Directions –
Among the records that follow, find each line holding the word "const" and copy it.

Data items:
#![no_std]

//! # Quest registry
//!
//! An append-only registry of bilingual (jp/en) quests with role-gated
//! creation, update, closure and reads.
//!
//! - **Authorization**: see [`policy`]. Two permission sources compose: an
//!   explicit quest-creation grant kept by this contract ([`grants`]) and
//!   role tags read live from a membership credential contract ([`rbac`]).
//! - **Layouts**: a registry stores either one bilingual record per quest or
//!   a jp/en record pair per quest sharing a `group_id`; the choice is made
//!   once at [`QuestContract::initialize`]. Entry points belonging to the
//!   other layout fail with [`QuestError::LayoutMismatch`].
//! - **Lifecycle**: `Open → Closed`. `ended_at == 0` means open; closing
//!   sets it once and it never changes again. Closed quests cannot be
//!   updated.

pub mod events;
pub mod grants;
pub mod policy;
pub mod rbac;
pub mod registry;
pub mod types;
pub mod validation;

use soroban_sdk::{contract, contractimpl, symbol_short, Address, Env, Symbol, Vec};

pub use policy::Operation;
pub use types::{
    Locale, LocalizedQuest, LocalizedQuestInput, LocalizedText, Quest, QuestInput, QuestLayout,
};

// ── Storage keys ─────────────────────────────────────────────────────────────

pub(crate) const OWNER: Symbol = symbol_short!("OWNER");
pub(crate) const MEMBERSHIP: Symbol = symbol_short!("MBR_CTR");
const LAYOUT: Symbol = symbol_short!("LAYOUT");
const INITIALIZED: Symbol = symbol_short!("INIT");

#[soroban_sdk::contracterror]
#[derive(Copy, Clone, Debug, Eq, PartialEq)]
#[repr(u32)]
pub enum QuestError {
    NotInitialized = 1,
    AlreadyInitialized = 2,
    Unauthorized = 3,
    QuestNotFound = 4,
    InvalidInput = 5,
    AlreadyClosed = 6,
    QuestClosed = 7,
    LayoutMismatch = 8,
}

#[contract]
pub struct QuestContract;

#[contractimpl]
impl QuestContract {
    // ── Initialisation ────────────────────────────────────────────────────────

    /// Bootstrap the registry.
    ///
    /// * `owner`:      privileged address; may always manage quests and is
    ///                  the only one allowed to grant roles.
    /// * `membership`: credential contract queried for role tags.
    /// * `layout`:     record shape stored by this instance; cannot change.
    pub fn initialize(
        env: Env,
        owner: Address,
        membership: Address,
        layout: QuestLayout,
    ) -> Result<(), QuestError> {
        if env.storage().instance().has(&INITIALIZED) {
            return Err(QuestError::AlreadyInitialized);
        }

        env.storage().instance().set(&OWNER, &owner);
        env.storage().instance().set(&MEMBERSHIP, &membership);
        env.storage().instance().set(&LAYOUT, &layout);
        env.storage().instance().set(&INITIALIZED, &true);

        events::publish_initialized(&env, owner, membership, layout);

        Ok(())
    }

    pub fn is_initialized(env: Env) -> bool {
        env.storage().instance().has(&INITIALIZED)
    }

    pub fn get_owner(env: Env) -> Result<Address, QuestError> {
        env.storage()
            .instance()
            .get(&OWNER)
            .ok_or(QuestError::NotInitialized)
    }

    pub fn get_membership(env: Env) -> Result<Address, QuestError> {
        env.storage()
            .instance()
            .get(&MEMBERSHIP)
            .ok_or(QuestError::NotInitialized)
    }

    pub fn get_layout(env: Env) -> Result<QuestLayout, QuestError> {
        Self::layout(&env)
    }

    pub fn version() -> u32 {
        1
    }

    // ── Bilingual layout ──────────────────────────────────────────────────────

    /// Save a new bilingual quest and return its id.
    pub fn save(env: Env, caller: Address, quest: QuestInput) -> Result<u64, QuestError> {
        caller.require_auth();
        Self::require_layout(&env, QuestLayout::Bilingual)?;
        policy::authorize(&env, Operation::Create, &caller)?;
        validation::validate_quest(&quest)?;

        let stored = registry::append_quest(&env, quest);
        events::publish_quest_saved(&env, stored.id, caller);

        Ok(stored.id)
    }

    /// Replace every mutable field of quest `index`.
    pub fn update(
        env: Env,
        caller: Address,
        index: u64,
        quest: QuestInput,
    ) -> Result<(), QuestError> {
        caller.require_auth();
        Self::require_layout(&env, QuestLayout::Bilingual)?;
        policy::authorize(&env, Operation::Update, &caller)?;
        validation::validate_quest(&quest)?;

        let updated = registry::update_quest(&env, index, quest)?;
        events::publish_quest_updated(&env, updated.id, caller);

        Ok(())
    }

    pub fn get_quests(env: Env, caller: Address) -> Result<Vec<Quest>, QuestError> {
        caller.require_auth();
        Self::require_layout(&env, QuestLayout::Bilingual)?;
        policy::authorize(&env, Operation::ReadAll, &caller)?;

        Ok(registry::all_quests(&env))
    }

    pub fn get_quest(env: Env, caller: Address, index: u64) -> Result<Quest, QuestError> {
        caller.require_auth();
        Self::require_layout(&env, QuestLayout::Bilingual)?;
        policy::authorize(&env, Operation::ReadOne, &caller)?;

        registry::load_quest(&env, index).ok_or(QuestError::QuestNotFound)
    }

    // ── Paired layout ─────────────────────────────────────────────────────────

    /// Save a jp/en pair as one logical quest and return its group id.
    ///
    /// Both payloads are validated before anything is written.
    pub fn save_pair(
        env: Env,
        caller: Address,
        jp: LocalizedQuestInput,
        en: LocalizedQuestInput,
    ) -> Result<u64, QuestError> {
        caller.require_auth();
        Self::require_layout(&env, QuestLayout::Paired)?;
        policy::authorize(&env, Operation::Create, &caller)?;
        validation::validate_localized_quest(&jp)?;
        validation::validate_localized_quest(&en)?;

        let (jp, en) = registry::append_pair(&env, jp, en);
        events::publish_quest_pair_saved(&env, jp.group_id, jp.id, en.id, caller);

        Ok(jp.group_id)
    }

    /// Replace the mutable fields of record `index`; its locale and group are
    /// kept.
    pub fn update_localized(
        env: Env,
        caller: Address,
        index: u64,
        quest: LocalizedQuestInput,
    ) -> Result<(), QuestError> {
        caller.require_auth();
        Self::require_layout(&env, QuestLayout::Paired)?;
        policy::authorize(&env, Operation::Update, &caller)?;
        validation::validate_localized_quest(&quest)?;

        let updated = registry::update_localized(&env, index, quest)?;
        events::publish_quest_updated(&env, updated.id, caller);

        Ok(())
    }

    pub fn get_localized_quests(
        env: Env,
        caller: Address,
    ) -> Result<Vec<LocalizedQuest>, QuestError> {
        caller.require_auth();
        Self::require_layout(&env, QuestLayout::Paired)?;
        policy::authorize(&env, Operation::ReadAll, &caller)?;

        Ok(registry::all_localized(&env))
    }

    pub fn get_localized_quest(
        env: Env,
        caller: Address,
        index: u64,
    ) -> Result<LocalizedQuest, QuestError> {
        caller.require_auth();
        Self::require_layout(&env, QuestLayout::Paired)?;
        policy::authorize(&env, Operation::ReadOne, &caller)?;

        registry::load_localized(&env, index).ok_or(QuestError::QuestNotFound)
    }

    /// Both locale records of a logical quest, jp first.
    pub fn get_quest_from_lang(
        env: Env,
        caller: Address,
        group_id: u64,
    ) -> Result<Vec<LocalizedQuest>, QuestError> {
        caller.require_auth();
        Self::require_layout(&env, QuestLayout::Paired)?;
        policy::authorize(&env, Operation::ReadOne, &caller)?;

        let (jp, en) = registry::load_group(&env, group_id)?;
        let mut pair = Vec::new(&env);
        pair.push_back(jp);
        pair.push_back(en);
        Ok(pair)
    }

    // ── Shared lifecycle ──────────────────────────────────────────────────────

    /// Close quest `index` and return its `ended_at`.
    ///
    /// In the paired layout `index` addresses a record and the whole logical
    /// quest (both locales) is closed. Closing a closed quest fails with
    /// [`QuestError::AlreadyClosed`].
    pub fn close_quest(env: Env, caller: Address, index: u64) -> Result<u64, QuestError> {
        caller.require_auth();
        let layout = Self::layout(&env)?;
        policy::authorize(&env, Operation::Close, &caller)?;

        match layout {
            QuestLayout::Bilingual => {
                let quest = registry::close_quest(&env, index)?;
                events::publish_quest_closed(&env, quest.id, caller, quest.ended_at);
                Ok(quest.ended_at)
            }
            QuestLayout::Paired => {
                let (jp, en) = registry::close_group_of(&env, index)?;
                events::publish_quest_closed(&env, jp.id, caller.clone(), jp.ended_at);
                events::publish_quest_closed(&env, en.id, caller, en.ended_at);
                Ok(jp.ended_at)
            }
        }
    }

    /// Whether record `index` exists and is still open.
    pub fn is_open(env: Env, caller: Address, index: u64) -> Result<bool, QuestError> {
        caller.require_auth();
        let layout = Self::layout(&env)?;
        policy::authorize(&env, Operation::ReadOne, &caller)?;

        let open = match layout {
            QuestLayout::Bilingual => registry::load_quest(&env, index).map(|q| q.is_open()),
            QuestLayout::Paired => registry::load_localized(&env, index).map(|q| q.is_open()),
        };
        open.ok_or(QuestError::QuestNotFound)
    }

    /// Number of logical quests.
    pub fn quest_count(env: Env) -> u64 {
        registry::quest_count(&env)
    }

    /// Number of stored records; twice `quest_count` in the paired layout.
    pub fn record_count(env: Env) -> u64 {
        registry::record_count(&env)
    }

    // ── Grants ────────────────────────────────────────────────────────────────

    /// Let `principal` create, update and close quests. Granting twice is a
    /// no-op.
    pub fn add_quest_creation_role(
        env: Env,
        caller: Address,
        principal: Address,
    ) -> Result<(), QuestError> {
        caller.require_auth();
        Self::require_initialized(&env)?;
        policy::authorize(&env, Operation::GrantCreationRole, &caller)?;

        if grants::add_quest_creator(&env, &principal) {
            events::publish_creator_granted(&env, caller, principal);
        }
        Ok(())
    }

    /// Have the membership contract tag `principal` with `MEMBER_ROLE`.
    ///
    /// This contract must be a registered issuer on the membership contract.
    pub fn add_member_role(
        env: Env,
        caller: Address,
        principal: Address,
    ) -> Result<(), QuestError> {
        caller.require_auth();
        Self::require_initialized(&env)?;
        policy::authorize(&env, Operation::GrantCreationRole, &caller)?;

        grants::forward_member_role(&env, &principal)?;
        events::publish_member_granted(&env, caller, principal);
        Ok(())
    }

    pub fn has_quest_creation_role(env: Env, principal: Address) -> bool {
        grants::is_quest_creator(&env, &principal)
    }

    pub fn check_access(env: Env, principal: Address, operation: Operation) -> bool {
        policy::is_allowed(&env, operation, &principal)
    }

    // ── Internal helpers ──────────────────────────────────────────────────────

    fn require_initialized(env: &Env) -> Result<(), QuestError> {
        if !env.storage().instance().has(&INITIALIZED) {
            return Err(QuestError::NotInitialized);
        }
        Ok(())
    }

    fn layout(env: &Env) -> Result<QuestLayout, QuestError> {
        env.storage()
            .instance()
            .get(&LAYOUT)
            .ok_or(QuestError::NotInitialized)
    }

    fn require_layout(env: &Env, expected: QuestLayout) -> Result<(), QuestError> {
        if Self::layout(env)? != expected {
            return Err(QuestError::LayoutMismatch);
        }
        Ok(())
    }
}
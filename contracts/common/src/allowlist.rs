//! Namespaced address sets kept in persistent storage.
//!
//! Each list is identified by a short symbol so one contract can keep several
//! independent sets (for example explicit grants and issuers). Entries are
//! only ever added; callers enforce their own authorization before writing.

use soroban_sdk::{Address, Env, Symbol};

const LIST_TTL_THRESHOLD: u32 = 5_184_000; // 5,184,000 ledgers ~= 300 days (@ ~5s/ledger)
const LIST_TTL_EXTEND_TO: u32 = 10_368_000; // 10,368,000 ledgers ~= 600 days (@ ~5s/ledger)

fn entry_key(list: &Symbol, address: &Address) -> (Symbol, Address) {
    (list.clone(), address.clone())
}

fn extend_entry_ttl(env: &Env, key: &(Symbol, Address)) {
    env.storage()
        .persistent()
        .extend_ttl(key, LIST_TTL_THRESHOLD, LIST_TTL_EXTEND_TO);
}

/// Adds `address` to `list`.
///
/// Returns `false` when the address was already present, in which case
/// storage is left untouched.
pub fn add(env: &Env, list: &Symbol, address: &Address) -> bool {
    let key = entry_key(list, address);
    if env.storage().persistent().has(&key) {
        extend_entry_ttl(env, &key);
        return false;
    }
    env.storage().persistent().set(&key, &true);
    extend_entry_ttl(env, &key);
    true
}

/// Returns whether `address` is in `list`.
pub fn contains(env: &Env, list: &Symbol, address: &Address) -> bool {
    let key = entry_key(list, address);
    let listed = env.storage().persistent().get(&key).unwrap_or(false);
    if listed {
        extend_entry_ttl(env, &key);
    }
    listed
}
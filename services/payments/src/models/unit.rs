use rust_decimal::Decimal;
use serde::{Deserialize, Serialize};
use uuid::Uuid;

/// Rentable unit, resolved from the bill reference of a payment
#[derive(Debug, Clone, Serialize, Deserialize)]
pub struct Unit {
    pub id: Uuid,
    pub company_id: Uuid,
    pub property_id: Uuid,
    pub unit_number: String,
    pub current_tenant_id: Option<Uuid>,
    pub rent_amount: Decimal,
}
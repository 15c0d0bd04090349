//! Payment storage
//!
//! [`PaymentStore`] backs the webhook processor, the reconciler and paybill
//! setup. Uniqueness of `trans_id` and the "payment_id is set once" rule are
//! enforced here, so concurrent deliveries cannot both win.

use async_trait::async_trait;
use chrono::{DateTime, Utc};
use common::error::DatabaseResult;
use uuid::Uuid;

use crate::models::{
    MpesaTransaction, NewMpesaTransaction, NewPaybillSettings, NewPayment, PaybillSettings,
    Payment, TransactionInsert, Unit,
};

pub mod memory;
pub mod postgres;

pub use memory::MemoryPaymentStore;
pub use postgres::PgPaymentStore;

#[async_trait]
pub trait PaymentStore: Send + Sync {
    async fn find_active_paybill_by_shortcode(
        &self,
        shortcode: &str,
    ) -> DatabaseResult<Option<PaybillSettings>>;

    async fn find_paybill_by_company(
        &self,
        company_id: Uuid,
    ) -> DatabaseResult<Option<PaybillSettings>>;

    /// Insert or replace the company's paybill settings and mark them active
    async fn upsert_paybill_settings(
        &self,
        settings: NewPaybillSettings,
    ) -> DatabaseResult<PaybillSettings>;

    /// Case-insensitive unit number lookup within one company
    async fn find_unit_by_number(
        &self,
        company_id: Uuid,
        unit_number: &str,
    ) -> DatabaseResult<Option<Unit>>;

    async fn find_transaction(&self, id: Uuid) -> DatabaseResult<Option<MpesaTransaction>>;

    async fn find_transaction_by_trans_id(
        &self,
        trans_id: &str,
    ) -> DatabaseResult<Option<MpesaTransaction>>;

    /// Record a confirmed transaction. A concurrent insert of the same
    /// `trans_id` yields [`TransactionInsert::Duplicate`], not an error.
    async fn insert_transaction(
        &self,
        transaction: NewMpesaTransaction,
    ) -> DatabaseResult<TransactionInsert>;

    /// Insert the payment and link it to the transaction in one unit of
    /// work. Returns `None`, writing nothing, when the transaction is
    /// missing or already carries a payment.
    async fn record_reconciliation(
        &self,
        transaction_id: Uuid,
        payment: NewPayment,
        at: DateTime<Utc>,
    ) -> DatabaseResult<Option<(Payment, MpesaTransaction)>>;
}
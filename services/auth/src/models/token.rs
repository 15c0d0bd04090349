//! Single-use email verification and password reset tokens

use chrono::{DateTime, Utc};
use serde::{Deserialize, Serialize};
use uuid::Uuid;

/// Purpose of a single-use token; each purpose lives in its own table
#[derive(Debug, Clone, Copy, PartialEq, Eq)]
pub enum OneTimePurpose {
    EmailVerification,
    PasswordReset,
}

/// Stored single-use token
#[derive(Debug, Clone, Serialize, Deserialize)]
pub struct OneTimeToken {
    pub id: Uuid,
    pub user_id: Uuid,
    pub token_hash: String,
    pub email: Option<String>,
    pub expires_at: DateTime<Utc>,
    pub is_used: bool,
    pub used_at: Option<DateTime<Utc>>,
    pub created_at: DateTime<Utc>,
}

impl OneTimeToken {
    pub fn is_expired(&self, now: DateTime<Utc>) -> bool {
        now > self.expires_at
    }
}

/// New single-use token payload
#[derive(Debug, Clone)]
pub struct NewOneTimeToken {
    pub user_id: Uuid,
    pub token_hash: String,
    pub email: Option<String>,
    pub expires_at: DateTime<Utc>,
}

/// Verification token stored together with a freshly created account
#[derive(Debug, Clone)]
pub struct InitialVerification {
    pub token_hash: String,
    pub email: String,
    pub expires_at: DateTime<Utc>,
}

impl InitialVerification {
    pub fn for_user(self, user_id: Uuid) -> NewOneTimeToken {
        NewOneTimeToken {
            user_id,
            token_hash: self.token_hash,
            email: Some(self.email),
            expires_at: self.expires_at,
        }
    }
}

Written solution –
pub(crate) const OWNER: Symbol = symbol_short!("OWNER");
pub(crate) const MEMBERSHIP: Symbol = symbol_short!("MBR_CTR");
const LAYOUT: Symbol = symbol_short!("LAYOUT");
const INITIALIZED: Symbol = symbol_short!("INIT");
const LIST_TTL_THRESHOLD: u32 = 5_184_000; // 5,184,000 ledgers ~= 300 days (@ ~5s/ledger)
const LIST_TTL_EXTEND_TO: u32 = 10_368_000; // 10,368,000 ledgers ~= 600 days (@ ~5s/ledger)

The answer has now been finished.